Más de 700 toneladas de hidrocarburo han sido retiradas de las costas del Golfo de México en una intensa operación de limpieza, en respuesta a un significativo derrame que ha movilizado a diversas autoridades y organismos especializados. Este esfuerzo fue comunicado oficialmente el 28 de marzo de 2026 por la Secretaría de Marina, que destacó que las labores están en marcha y el derrame se encuentra bajo control operativo.
El trabajo conjunto involucra a la Secretaría de Medio Ambiente y Recursos Naturales, la Secretaría de Energía, la Agencia de Seguridad, Energía y Ambiente, Petróleos Mexicanos y la Procuraduría Federal de Protección al Ambiente. Pese a su control, las autoridades reconocen que las investigaciones para determinar el origen del derrame continúan, abriendo múltiples líneas de indagación que apuntan a la posibilidad de que el contaminante provenga de un buque en la zona.

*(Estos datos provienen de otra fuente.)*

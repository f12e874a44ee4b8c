//! HTTP surface of the dispatcher

use crate::error::DispatchError;
use crate::service::Dispatcher;
use arena_shared::{
    AuthParams, BonusParams, BonusResponse, Command, ErrorBody, PenaltyResponse,
    PlayerListResponse, PlayerNameResponse, RegisterParams, RobotEndpoint,
};
use axum::{
    extract::{
        rejection::{JsonRejection, QueryRejection},
        Path, Query, State,
    },
    http::{header, HeaderValue, StatusCode},
    response::{IntoResponse, Response},
    routing::{get, post, put},
    Json, Router,
};
use serde_json::Value;
use std::sync::Arc;
use tower_http::trace::TraceLayer;
use tracing::warn;

/// Shared state of all handlers
#[derive(Clone)]
pub struct ApiState {
    pub dispatcher: Arc<Dispatcher>,
}

/// Build the dispatcher router
pub fn create_router(dispatcher: Arc<Dispatcher>) -> Router {
    let state = ApiState { dispatcher };

    Router::new()
        .route("/player/list", get(list_players))
        .route("/player/control/:player_name", post(control_robot))
        .route("/player/:player_name", put(register_player).delete(delete_player))
        .route("/player/:player_name/bonus", get(get_bonus).post(add_bonus))
        .route("/player/:player_name/penalty", post(apply_penalty))
        .layer(TraceLayer::new_for_http())
        .with_state(state)
}

/// Error response rendered as `{"error": ...}`
#[derive(Debug)]
pub struct ApiError {
    status: StatusCode,
    body: ErrorBody,
}

impl ApiError {
    pub fn new(status: StatusCode, message: impl Into<String>) -> Self {
        Self {
            status,
            body: ErrorBody::new(message),
        }
    }

    pub fn validation(message: impl Into<String>) -> Self {
        Self::new(StatusCode::UNPROCESSABLE_ENTITY, message)
    }
}

impl From<DispatchError> for ApiError {
    fn from(error: DispatchError) -> Self {
        let message = error.to_string();
        match error {
            DispatchError::NotFound(_) => Self::new(StatusCode::NOT_FOUND, message),
            DispatchError::AuthFailed(_) => Self::new(StatusCode::FORBIDDEN, message),
            DispatchError::Unreachable { .. } => Self::new(StatusCode::SERVICE_UNAVAILABLE, message),
            DispatchError::Penalized { remaining_ms, .. } => Self {
                status: StatusCode::TOO_MANY_REQUESTS,
                body: ErrorBody {
                    error: message,
                    retry_after_ms: Some(remaining_ms),
                },
            },
            DispatchError::NotImplemented(_) => Self::new(StatusCode::NOT_IMPLEMENTED, message),
            DispatchError::RobotInternalError(_) => Self::new(StatusCode::INTERNAL_SERVER_ERROR, message),
            DispatchError::ValidationError(_) => Self::validation(message),
        }
    }
}

impl From<QueryRejection> for ApiError {
    fn from(rejection: QueryRejection) -> Self {
        Self::validation(rejection.body_text())
    }
}

impl From<JsonRejection> for ApiError {
    fn from(rejection: JsonRejection) -> Self {
        Self::validation(rejection.body_text())
    }
}

impl IntoResponse for ApiError {
    fn into_response(self) -> Response {
        warn!(status = %self.status, message = %self.body.error, "request failed");

        let retry_after = self
            .body
            .retry_after_ms
            .map(|ms| ms.div_ceil(1000).max(1));
        let mut response = (self.status, Json(self.body)).into_response();
        if let Some(secs) = retry_after {
            if let Ok(value) = HeaderValue::from_str(&secs.to_string()) {
                response.headers_mut().insert(header::RETRY_AFTER, value);
            }
        }
        response
    }
}

fn require_auth(auth: &str) -> Result<(), ApiError> {
    if auth.is_empty() {
        return Err(ApiError::validation("auth must not be empty"));
    }
    Ok(())
}

/// `PUT /player/{player_name}`: register or update a player
async fn register_player(
    State(state): State<ApiState>,
    Path(player_name): Path<String>,
    query: Result<Query<RegisterParams>, QueryRejection>,
) -> Result<Json<PlayerNameResponse>, ApiError> {
    let Query(params) = query?;
    require_auth(&params.auth)?;
    if params.robot_address.trim().is_empty() {
        return Err(ApiError::validation("robot_address must not be empty"));
    }

    let endpoint = RobotEndpoint::new(params.robot_address.trim(), params.robot_port);
    state
        .dispatcher
        .registry()
        .register(&player_name, endpoint, &params.auth)
        .await
        .map_err(|e| match e {
            // An unreachable robot means the player could not be registered
            DispatchError::Unreachable { .. } => ApiError::new(StatusCode::NOT_FOUND, e.to_string()),
            other => other.into(),
        })?;

    Ok(Json(PlayerNameResponse { player_name }))
}

/// `DELETE /player/{player_name}`
async fn delete_player(
    State(state): State<ApiState>,
    Path(player_name): Path<String>,
    query: Result<Query<AuthParams>, QueryRejection>,
) -> Result<Json<PlayerNameResponse>, ApiError> {
    let Query(params) = query?;
    require_auth(&params.auth)?;

    state
        .dispatcher
        .registry()
        .delete(&player_name, &params.auth)
        .await?;

    Ok(Json(PlayerNameResponse { player_name }))
}

/// `POST /player/control/{player_name}`: relay a command to the player's robot
async fn control_robot(
    State(state): State<ApiState>,
    Path(player_name): Path<String>,
    body: Result<Json<Command>, JsonRejection>,
) -> Result<Json<Value>, ApiError> {
    let Json(command) = body?;

    let result = state
        .dispatcher
        .relay()
        .send_command(&player_name, &command)
        .await?;

    Ok(Json(result))
}

/// `GET /player/{player_name}/bonus`
async fn get_bonus(
    State(state): State<ApiState>,
    Path(player_name): Path<String>,
    query: Result<Query<AuthParams>, QueryRejection>,
) -> Result<Json<BonusResponse>, ApiError> {
    let Query(params) = query?;

    let dispatcher = &state.dispatcher;
    dispatcher.registry().authenticate(&player_name, &params.auth).await?;
    let bonus = dispatcher.bonuses().get_bonus(&player_name).await?;

    Ok(Json(BonusResponse { bonus }))
}

/// `POST /player/{player_name}/bonus`: grant bonuses (game logic)
async fn add_bonus(
    State(state): State<ApiState>,
    Path(player_name): Path<String>,
    query: Result<Query<BonusParams>, QueryRejection>,
) -> Result<Json<BonusResponse>, ApiError> {
    let Query(params) = query?;
    let count = params.count.unwrap_or(1);

    let bonus = state
        .dispatcher
        .bonuses()
        .add_bonus(&player_name, count)
        .await?;

    Ok(Json(BonusResponse { bonus }))
}

/// `POST /player/{player_name}/penalty`: penalize a player (game logic)
async fn apply_penalty(
    State(state): State<ApiState>,
    Path(player_name): Path<String>,
) -> Result<Json<PenaltyResponse>, ApiError> {
    let report = state
        .dispatcher
        .penalties()
        .apply_penalty(&player_name)
        .await?;

    Ok(Json(PenaltyResponse {
        outcome: report.outcome,
        bonus: report.bonus,
    }))
}

/// `GET /player/list`
async fn list_players(State(state): State<ApiState>) -> Json<PlayerListResponse> {
    let player_list = state.dispatcher.registry().list();
    Json(PlayerListResponse { player_list })
}
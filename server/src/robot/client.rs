//! Robot client abstraction for pluggable robot backends

use arena_shared::codec::{self, CodecError, MAX_REPLY_SIZE};
use arena_shared::{Command, RobotEndpoint};
use async_trait::async_trait;
use serde_json::Value;
use std::time::Duration;
use thiserror::Error;

/// Failures talking to a robot
#[derive(Error, Debug)]
pub enum RobotError {
    #[error("Transport error: {0}")]
    Transport(String),

    #[error("Timed out after {0:?}")]
    Timeout(Duration),

    #[error(transparent)]
    Reply(#[from] CodecError),
}

/// Client for the robot surface (`/robot/ping`, `/robot/control`)
#[async_trait]
pub trait RobotClient: Send + Sync {
    /// Health check; `Ok` only for `200 {"pong": true}`
    async fn ping(&self, endpoint: &RobotEndpoint) -> Result<(), RobotError>;

    /// Forward a command and return the robot's JSON result
    async fn control(&self, endpoint: &RobotEndpoint, command: &Command) -> Result<Value, RobotError>;

    /// Human-readable name for this client
    fn name(&self) -> &'static str;
}

/// HTTP robot client built on reqwest
#[derive(Debug, Clone)]
pub struct HttpRobotClient {
    http: reqwest::Client,
}

impl HttpRobotClient {
    /// Create a client whose connection attempts give up after `connect_timeout`
    pub fn new(connect_timeout: Duration) -> Result<Self, RobotError> {
        let http = reqwest::Client::builder()
            .connect_timeout(connect_timeout)
            .build()
            .map_err(|e| RobotError::Transport(e.to_string()))?;
        Ok(Self { http })
    }
}

fn transport_error(e: reqwest::Error) -> RobotError {
    RobotError::Transport(e.to_string())
}

/// Read a reply body, giving up as soon as it exceeds `MAX_REPLY_SIZE`
async fn read_body(mut response: reqwest::Response) -> Result<Vec<u8>, RobotError> {
    if let Some(content_length) = response.content_length() {
        if content_length > MAX_REPLY_SIZE as u64 {
            return Err(CodecError::ReplyTooLarge(content_length as usize).into());
        }
    }

    let mut body = Vec::new();
    while let Some(chunk) = response.chunk().await.map_err(transport_error)? {
        if body.len() + chunk.len() > MAX_REPLY_SIZE {
            return Err(CodecError::ReplyTooLarge(body.len() + chunk.len()).into());
        }
        body.extend_from_slice(&chunk);
    }
    Ok(body)
}

#[async_trait]
impl RobotClient for HttpRobotClient {
    async fn ping(&self, endpoint: &RobotEndpoint) -> Result<(), RobotError> {
        let response = self
            .http
            .get(endpoint.ping_url())
            .send()
            .await
            .map_err(transport_error)?;
        let status = response.status().as_u16();
        let body = read_body(response).await?;

        codec::decode_ping_reply(status, &body)?;
        Ok(())
    }

    async fn control(&self, endpoint: &RobotEndpoint, command: &Command) -> Result<Value, RobotError> {
        let response = self
            .http
            .post(endpoint.control_url())
            .json(command)
            .send()
            .await
            .map_err(transport_error)?;
        let status = response.status().as_u16();
        let body = read_body(response).await?;

        Ok(codec::decode_control_reply(status, &body)?)
    }

    fn name(&self) -> &'static str {
        "HTTP"
    }
}
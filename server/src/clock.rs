//! Monotonic time source for penalty windows

use std::sync::atomic::{AtomicU64, Ordering};
use std::time::{Duration, Instant};

/// Source of monotonic milliseconds
pub trait Clock: Send + Sync {
    /// Milliseconds elapsed since an arbitrary fixed origin
    fn now_ms(&self) -> u64;
}

/// Clock backed by `std::time::Instant`
#[derive(Debug, Clone, Copy)]
pub struct MonotonicClock {
    origin: Instant,
}

impl MonotonicClock {
    pub fn new() -> Self {
        Self {
            origin: Instant::now(),
        }
    }
}

impl Default for MonotonicClock {
    fn default() -> Self {
        Self::new()
    }
}

impl Clock for MonotonicClock {
    fn now_ms(&self) -> u64 {
        self.origin.elapsed().as_millis() as u64
    }
}

/// Clock that only moves when told to
#[derive(Debug, Default)]
pub struct ManualClock {
    now_ms: AtomicU64,
}

impl ManualClock {
    pub fn new(start_ms: u64) -> Self {
        Self {
            now_ms: AtomicU64::new(start_ms),
        }
    }

    /// Move the clock forward
    pub fn advance(&self, by: Duration) {
        self.now_ms.fetch_add(by.as_millis() as u64, Ordering::SeqCst);
    }
}

impl Clock for ManualClock {
    fn now_ms(&self) -> u64 {
        self.now_ms.load(Ordering::SeqCst)
    }
}
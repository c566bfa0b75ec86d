mod polygon;
mod scene;

pub use polygon::Polygon;
pub use scene::{ZoneError, ZoneGeometry, ZoneRecord, ZoneSet};

use serde::{Deserialize, Serialize};

/// A point in 2D space
///
/// No units are assumed: the same engine works whether inputs are
/// geographic degrees or planar meters.
#[derive(Debug, Clone, Copy, PartialEq, Serialize, Deserialize)]
pub struct Point {
    pub x: f64,
    pub y: f64,
}

impl Point {
    pub fn new(x: f64, y: f64) -> Self {
        Self { x, y }
    }

    pub fn distance_to(&self, other: &Point) -> f64 {
        let dx = self.x - other.x;
        let dy = self.y - other.y;
        (dx * dx + dy * dy).sqrt()
    }
}

/// A named areal zone supplied by the caller
#[derive(Debug, Clone, Serialize, Deserialize)]
pub struct Zone {
    pub name: String,
    pub polygon: Polygon,
}

impl Zone {
    pub fn new(name: impl Into<String>, polygon: Polygon) -> Self {
        Self {
            name: name.into(),
            polygon,
        }
    }

    pub fn contains(&self, x: f64, y: f64) -> bool {
        self.polygon.contains(x, y)
    }
}
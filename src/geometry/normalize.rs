use super::{BoundingBox, GeometryError};
use crate::zones::{Point, Polygon};

/// Target pixel viewport for coordinate normalization
///
/// Margins are per-axis so callers can tune horizontal and vertical padding
/// independently.
#[derive(Debug, Clone, Copy, PartialEq)]
pub struct Viewport {
    pub width: f64,
    pub height: f64,
    pub margin_x: f64,
    pub margin_y: f64,
}

impl Viewport {
    /// A viewport with the same margin on both axes
    pub fn new(width: f64, height: f64, margin: f64) -> Self {
        Self {
            width,
            height,
            margin_x: margin,
            margin_y: margin,
        }
    }

    pub fn with_margins(width: f64, height: f64, margin_x: f64, margin_y: f64) -> Self {
        Self {
            width,
            height,
            margin_x,
            margin_y,
        }
    }

    /// Usable drawing width inside the margins
    pub fn inner_width(&self) -> f64 {
        self.width - 2.0 * self.margin_x
    }

    pub fn inner_height(&self) -> f64 {
        self.height - 2.0 * self.margin_y
    }
}

/// Affine-map a batch of polygons from their native coordinate space into
/// the viewport, preserving relative shape.
///
/// The scale is computed from the combined bounding box over ALL input
/// polygons, so shapes stay spatially comparable after the transform. The
/// vertical axis is inverted: the source's Y (e.g. latitude) grows upward
/// while screen Y grows downward.
///
/// Output preserves polygon count and per-polygon vertex count and order.
/// Fails with `DegenerateExtent` when all input points share an X or Y
/// value, rather than emitting NaN or infinite coordinates.
pub fn normalize(polygons: &[Polygon], viewport: &Viewport) -> Result<Vec<Polygon>, GeometryError> {
    for polygon in polygons {
        super::ensure_ring(polygon)?;
    }

    let extent = combined_extent(polygons).ok_or(GeometryError::DegenerateExtent {
        width: 0.0,
        height: 0.0,
    })?;

    let span_x = extent.width();
    let span_y = extent.height();
    if span_x == 0.0 || span_y == 0.0 {
        return Err(GeometryError::DegenerateExtent {
            width: span_x,
            height: span_y,
        });
    }

    let out = polygons
        .iter()
        .map(|polygon| {
            let vertices = polygon
                .vertices
                .iter()
                .map(|p| {
                    Point::new(
                        (p.x - extent.min_x) / span_x * viewport.inner_width() + viewport.margin_x,
                        (extent.max_y - p.y) / span_y * viewport.inner_height()
                            + viewport.margin_y,
                    )
                })
                .collect();
            Polygon::from_vertices(vertices)
        })
        .collect();

    Ok(out)
}

/// Combined bounding box over every vertex of every polygon
pub(crate) fn combined_extent(polygons: &[Polygon]) -> Option<BoundingBox> {
    let mut boxes = polygons.iter().filter_map(BoundingBox::of);
    let first = boxes.next()?;
    Some(boxes.fold(first, |acc, bb| BoundingBox {
        min_x: acc.min_x.min(bb.min_x),
        max_x: acc.max_x.max(bb.max_x),
        min_y: acc.min_y.min(bb.min_y),
        max_y: acc.max_y.max(bb.max_y),
    }))
}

Con un despliegue de más de 3,000 elementos, 46 embarcaciones, 45 vehículos terrestres, siete aeronaves, drones y submarinos, la limpieza se ha llevado a cabo a lo largo de las costeras de Veracruz y Tamaulipas. Estas acciones han permitido atender de manera oportuna las zonas afectadas y progresar en la recuperación del entorno costero, abarcando 39 playas y más de 480 kilómetros de litoral, además de intervenciones en manglares y esteros. En altamar, se han recolectado 40 toneladas del contaminante para evitar su arribo a las costas.
Paralelamente, en la Sonda de Campeche, específicamente en el complejo Cantarell, se están efectuando trabajos de investigación y mitigación del hidrocarburo con tecnología avanzada para la inspección submarina. Este esfuerzo es crucial para abordar la situación desde su origen y controlar la dispersión del contaminante.
A medida que las labores de limpieza continúan y se intensifican, la vigilancia en la zona permanece constante ante la posibilidad de recales intermitentes de hidrocarburo. La coordinación interinstitucional ha sido un elemento clave en la respuesta a esta crisis ambiental, asegurando que las costas y ecosistemas de la región cuenten con la protección necesaria.
El impacto de este derrame resalta la importancia de mantener vigilantes sobre los recursos naturales y el compromiso con la preservación del medio ambiente. La situación sigue siendo monitoreada, y las autoridades se mantienen alertas ante cualquier eventualidad que pueda surgir mientras se procede a investigar los orígenes de este grave incidente. La ciudadanía es invitada a seguir de cerca los avances en la limpieza y a apoyar las iniciativas para proteger el invaluable patrimonio natural del Golfo de México.